From the content of the method, the basic idea in the source code is the same. It also traverses half of the string and exchanges each character with its corresponding character. However, the difference is that you must determine whether each Character is between Character. MIN_SURROGATE (\ ud800) and Character. MAX_SURROGATE (\ udfff. If this is found in the entire string, traverse the string from the beginning to the end again and determine whether value [I] meets Character. isLowSurrogate ().

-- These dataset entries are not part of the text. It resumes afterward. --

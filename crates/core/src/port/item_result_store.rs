// Item Result Store Port - persistence behind the idempotent import executor

use crate::error::Result;
use async_trait::async_trait;
use serde::{Deserialize, Serialize};

/// Final outcome of the first attempt at an item
#[derive(Debug, Clone, PartialEq, Eq, Serialize, Deserialize)]
#[serde(tag = "outcome", rename_all = "SCREAMING_SNAKE_CASE")]
pub enum CachedOutcome {
    Success { handle: String, bytes: Option<i64> },
    Failure { error: String, skipped: bool },
}

impl CachedOutcome {
    pub fn is_success(&self) -> bool {
        matches!(self, CachedOutcome::Success { .. })
    }
}

#[async_trait]
pub trait ItemResultStore: Send + Sync {
    /// All outcomes recorded for a job
    async fn load_results(&self, job_id: &str) -> Result<Vec<(String, CachedOutcome)>>;

    /// Insert-if-absent
    ///
    /// Returns the outcome that is persisted after the call: `outcome` when this
    /// call won, the earlier outcome otherwise.
    async fn record_result(
        &self,
        job_id: &str,
        key: &str,
        outcome: &CachedOutcome,
    ) -> Result<CachedOutcome>;
}
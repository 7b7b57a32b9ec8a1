// Domain Layer - Pure business logic and entities

pub mod auth_data;
pub mod error;
pub mod job;
pub mod models;

// Re-exports
pub use auth_data::{AuthData, AuthFlowConfiguration};
pub use error::{DomainError, TransferError};
pub use job::{AuthMode, DataVertical, JobAuthorization, JobId, JobState, PortabilityJob};
pub use models::{
    CalendarContainer, CalendarEvent, ContainerResource, ImportableItem, PhotoAlbum, PhotoModel,
    PhotosContainer, SocialActivity, SocialContainer, VideoModel, VideosContainer,
};
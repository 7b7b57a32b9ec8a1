// In-memory port implementations for testing

use super::app_credentials::{AppCredentialStore, AppCredentials};
use super::item_result_store::{CachedOutcome, ItemResultStore};
use super::job_store::JobStore;
use super::temp_store::TemporaryPerJobDataStore;
use crate::domain::{JobState, PortabilityJob};
use crate::error::{AppError, Result};
use async_trait::async_trait;
use std::collections::HashMap;
use std::sync::atomic::{AtomicBool, AtomicUsize, Ordering};
use std::sync::Mutex;
use tokio::io::{AsyncRead, AsyncReadExt};

/// Job store, blob store and item result store backed by hash maps
#[derive(Default)]
pub struct InMemoryStore {
    jobs: Mutex<HashMap<String, PortabilityJob>>,
    blobs: Mutex<HashMap<(String, String), Vec<u8>>>,
    results: Mutex<HashMap<(String, String), CachedOutcome>>,
    fail_blob_removal: AtomicBool,
    update_count: AtomicUsize,
}

impl InMemoryStore {
    pub fn new() -> Self {
        Self::default()
    }

    /// Make every `remove_blob` call fail
    pub fn fail_blob_removal(&self, fail: bool) {
        self.fail_blob_removal.store(fail, Ordering::SeqCst);
    }

    pub fn blob_count(&self) -> usize {
        self.blobs.lock().unwrap().len()
    }

    /// Number of successful `update` calls
    pub fn update_count(&self) -> usize {
        self.update_count.load(Ordering::SeqCst)
    }
}

#[async_trait]
impl JobStore for InMemoryStore {
    async fn create(&self, job: &PortabilityJob) -> Result<()> {
        let mut jobs = self.jobs.lock().unwrap();
        if jobs.contains_key(&job.id) {
            return Err(AppError::Conflict(format!("Job {} already exists", job.id)));
        }
        jobs.insert(job.id.clone(), job.clone());
        Ok(())
    }

    async fn find(&self, id: &str) -> Result<Option<PortabilityJob>> {
        Ok(self.jobs.lock().unwrap().get(id).cloned())
    }

    async fn update(&self, job: &PortabilityJob, expected_prior: JobState) -> Result<()> {
        let mut jobs = self.jobs.lock().unwrap();
        let current = jobs
            .get_mut(&job.id)
            .ok_or_else(|| AppError::NotFound(format!("Job {} not found", job.id)))?;
        if current.state() != expected_prior {
            return Err(AppError::Conflict(format!(
                "Job {} is {}, expected {}",
                job.id,
                current.state(),
                expected_prior
            )));
        }
        let cancel_requested = current.cancel_requested;
        *current = job.clone();
        current.cancel_requested = cancel_requested;
        self.update_count.fetch_add(1, Ordering::SeqCst);
        Ok(())
    }

    async fn find_by_state(&self, state: JobState) -> Result<Vec<PortabilityJob>> {
        let mut found: Vec<PortabilityJob> = self
            .jobs
            .lock()
            .unwrap()
            .values()
            .filter(|j| j.state() == state)
            .cloned()
            .collect();
        found.sort_by(|a, b| a.created_at.cmp(&b.created_at).then(a.id.cmp(&b.id)));
        Ok(found)
    }

    async fn request_cancel(&self, id: &str) -> Result<bool> {
        let mut jobs = self.jobs.lock().unwrap();
        let job = jobs
            .get_mut(id)
            .ok_or_else(|| AppError::NotFound(format!("Job {} not found", id)))?;
        if job.state().is_terminal() {
            return Ok(false);
        }
        job.cancel_requested = true;
        Ok(true)
    }
}

#[async_trait]
impl TemporaryPerJobDataStore for InMemoryStore {
    async fn put_blob_from_stream(
        &self,
        job_id: &str,
        key: &str,
        stream: &mut (dyn AsyncRead + Send + Unpin),
    ) -> Result<u64> {
        let mut buf = Vec::new();
        stream.read_to_end(&mut buf).await?;
        let len = buf.len() as u64;
        self.blobs
            .lock()
            .unwrap()
            .insert((job_id.to_string(), key.to_string()), buf);
        Ok(len)
    }

    async fn get_blob(&self, job_id: &str, key: &str) -> Result<Vec<u8>> {
        self.blobs
            .lock()
            .unwrap()
            .get(&(job_id.to_string(), key.to_string()))
            .cloned()
            .ok_or_else(|| AppError::NotFound(format!("Blob {}/{} not found", job_id, key)))
    }

    async fn remove_blob(&self, job_id: &str, key: &str) -> Result<()> {
        if self.fail_blob_removal.load(Ordering::SeqCst) {
            return Err(AppError::Internal("blob removal failed".into()));
        }
        self.blobs
            .lock()
            .unwrap()
            .remove(&(job_id.to_string(), key.to_string()));
        Ok(())
    }
}

#[async_trait]
impl ItemResultStore for InMemoryStore {
    async fn load_results(&self, job_id: &str) -> Result<Vec<(String, CachedOutcome)>> {
        let mut results: Vec<(String, CachedOutcome)> = self
            .results
            .lock()
            .unwrap()
            .iter()
            .filter(|((job, _), _)| job == job_id)
            .map(|((_, key), outcome)| (key.clone(), outcome.clone()))
            .collect();
        results.sort_by(|a, b| a.0.cmp(&b.0));
        Ok(results)
    }

    async fn record_result(
        &self,
        job_id: &str,
        key: &str,
        outcome: &CachedOutcome,
    ) -> Result<CachedOutcome> {
        Ok(self
            .results
            .lock()
            .unwrap()
            .entry((job_id.to_string(), key.to_string()))
            .or_insert_with(|| outcome.clone())
            .clone())
    }
}

/// Credential store answering from a fixed map
#[derive(Default)]
pub struct StaticAppCredentialStore {
    values: HashMap<String, String>,
}

impl StaticAppCredentialStore {
    pub fn new(values: impl IntoIterator<Item = (&'static str, &'static str)>) -> Self {
        Self {
            values: values
                .into_iter()
                .map(|(k, v)| (k.to_string(), v.to_string()))
                .collect(),
        }
    }
}

impl AppCredentialStore for StaticAppCredentialStore {
    fn get_app_credentials(&self, key_name: &str, secret_name: &str) -> Result<AppCredentials> {
        let read = |name: &str| {
            self.values
                .get(name)
                .cloned()
                .ok_or_else(|| AppError::Config(format!("{} is not set", name)))
        };
        Ok(AppCredentials {
            key: read(key_name)?,
            secret: read(secret_name)?,
        })
    }
}
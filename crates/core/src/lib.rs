// Portability Core - Domain Logic, Ports & Transfer Orchestration
// NO infrastructure dependencies (hexagonal architecture)

pub mod application;
pub mod domain;
pub mod error;
pub mod port;
pub mod security;

pub use error::{AppError, Result};

pub const VERSION: &str = env!("CARGO_PKG_VERSION");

If yes, continue to judge whether value [I + 1] meets Character. isHighSurrogate (). If this condition is also met, the characters between the I-bit and the I + 1-bit are exchanged. Some may wonder why it is necessary to do so, because the characters in Java already use Unicode code, and each character can be placed with a Chinese character. Why?
A complete Unicode character is called CodePoint, while a Java char is called code unit. The String object stores Unicode characters in a UTF-16 and NEEDS 2 characters to represent the Chinese character of an oversized character set. This representation is called Surrogate. The first character is Surrogate High, and the second is Surrogate Low. Note the following:
Determine whether a char is a Character in the Surrogate area. Use the Character's isHighSurrogate ()/isLowSurrogate () method to determine whether it is a Character in the Surrogate area. Returns a complete Unicode CodePoint from two Surrogate High/Low characters using the Character. toCodePoint ()/codePointAt () method.
A Code Point may require one or two char representation, so CharSequence cannot be used directly. the length () method returns the number of Chinese characters in a String. codePointCount ()/Character. codePointCount ().
To locate the nth Character in a String, N cannot be used as the offset directly. Instead, you must traverse the String header in sequence and use the String/Character. offsetByCodePoints () method.
Find the previous character from the current character of the String, and you cannot directly use offset -- to implement it. Instead, you must use String. codePointBefore ()/Character. codePointBefore (), or use String/Character. offsetByCodePoints ()
Find the next Character from the current Character, which cannot be directly implemented using offset ++. You need to determine the length of the current CodePoint before calculation, or use String/Character. offsetByCodePoints ().

Contact Us

The content source of this page is from Internet, which doesn't represent Alibaba Cloud's opinion; products and services mentioned on that page don't have any relationship with Alibaba Cloud. If the content of the page makes you feel confusing, please write us an email, we will handle the problem within 5 days after receiving your email.

If you find any instances of plagiarism from the community, please send an email to: info-contact@alibabacloud.com and provide relevant evidence. A staff member will contact you within 5 working days.

A Free Trial That Lets You Build Big!

Start building with 50+ products and up to 12 months usage for Elastic Compute Service

  • Sales Support

    1 on 1 presale consultation

  • After-Sales Support

    24/7 Technical Support 6 Free Tickets per Quarter Faster Response

  • Alibaba Cloud offers highly flexible support services tailored to meet your exact needs.